- _TASK DATA_
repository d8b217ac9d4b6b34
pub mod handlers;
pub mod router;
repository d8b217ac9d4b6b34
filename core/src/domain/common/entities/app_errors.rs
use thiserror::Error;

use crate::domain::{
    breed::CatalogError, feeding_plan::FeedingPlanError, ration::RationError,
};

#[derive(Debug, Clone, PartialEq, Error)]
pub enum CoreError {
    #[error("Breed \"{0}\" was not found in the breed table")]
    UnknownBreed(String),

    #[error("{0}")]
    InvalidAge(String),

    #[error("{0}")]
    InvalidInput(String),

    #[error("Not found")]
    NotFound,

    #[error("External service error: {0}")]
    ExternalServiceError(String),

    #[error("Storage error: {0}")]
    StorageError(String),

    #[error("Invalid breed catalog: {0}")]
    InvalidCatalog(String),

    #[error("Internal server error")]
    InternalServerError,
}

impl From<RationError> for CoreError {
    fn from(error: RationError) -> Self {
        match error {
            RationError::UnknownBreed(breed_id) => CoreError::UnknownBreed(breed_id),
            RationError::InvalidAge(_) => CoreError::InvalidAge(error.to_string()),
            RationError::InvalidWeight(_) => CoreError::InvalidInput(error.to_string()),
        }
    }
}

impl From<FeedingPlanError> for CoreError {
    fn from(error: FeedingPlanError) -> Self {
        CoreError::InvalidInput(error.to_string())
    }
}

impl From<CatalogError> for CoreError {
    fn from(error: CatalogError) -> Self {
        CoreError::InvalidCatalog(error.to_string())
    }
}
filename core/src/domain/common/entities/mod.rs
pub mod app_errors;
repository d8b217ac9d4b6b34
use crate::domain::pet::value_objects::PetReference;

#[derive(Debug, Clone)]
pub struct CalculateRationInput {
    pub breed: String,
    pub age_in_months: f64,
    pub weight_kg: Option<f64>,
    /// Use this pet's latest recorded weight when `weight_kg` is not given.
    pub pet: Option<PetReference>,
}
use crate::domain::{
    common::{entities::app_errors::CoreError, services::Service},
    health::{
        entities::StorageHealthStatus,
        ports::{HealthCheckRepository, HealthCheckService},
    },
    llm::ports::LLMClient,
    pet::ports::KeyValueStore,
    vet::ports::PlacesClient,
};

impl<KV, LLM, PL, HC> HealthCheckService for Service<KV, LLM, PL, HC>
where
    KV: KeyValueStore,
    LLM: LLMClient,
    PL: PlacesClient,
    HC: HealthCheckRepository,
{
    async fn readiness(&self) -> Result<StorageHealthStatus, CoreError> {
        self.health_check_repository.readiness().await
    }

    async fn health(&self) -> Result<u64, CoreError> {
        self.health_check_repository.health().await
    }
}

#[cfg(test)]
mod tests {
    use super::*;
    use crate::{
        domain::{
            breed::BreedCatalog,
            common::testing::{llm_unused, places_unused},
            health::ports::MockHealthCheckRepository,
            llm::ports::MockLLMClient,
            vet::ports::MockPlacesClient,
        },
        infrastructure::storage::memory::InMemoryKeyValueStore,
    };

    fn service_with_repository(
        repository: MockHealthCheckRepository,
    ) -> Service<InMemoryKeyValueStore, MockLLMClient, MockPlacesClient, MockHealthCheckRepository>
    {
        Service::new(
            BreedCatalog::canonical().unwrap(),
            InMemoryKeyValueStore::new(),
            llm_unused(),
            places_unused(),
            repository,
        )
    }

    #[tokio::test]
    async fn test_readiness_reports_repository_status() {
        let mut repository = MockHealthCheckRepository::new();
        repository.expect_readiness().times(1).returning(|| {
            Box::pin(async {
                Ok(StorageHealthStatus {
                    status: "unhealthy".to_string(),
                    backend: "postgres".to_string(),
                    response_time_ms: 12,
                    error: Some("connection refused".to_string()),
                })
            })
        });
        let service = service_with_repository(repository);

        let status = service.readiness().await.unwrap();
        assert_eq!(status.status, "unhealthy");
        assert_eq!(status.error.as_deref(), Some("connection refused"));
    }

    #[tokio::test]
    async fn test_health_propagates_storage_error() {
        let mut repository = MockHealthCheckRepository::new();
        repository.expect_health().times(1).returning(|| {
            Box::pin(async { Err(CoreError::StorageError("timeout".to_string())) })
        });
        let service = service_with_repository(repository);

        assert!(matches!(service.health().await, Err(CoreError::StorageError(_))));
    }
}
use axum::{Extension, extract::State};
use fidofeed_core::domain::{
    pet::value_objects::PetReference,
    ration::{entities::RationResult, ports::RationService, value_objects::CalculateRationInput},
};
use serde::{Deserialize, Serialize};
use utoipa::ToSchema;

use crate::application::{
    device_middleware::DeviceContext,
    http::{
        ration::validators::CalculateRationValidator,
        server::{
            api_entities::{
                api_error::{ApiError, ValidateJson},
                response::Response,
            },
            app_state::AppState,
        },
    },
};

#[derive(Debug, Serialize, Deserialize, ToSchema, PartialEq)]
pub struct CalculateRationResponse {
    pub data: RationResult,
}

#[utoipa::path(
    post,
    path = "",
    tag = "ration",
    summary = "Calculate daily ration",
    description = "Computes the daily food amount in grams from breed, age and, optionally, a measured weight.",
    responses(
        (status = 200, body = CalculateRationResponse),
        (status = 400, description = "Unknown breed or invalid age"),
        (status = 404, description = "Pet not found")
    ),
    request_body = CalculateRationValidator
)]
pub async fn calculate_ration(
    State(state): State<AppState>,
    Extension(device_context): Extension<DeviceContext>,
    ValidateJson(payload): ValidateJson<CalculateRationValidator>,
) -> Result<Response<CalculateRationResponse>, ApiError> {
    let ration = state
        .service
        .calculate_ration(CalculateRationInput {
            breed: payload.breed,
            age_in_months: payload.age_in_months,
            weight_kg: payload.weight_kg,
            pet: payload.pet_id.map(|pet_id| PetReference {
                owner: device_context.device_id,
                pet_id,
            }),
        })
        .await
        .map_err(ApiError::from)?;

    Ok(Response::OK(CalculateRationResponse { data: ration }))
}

- _EXERCISE_
Where does "ValidateJson" appear in the listing? Show every line that has it.

- _COMPLETED TASK_
                api_error::{ApiError, ValidateJson},
    ValidateJson(payload): ValidateJson<CalculateRationValidator>,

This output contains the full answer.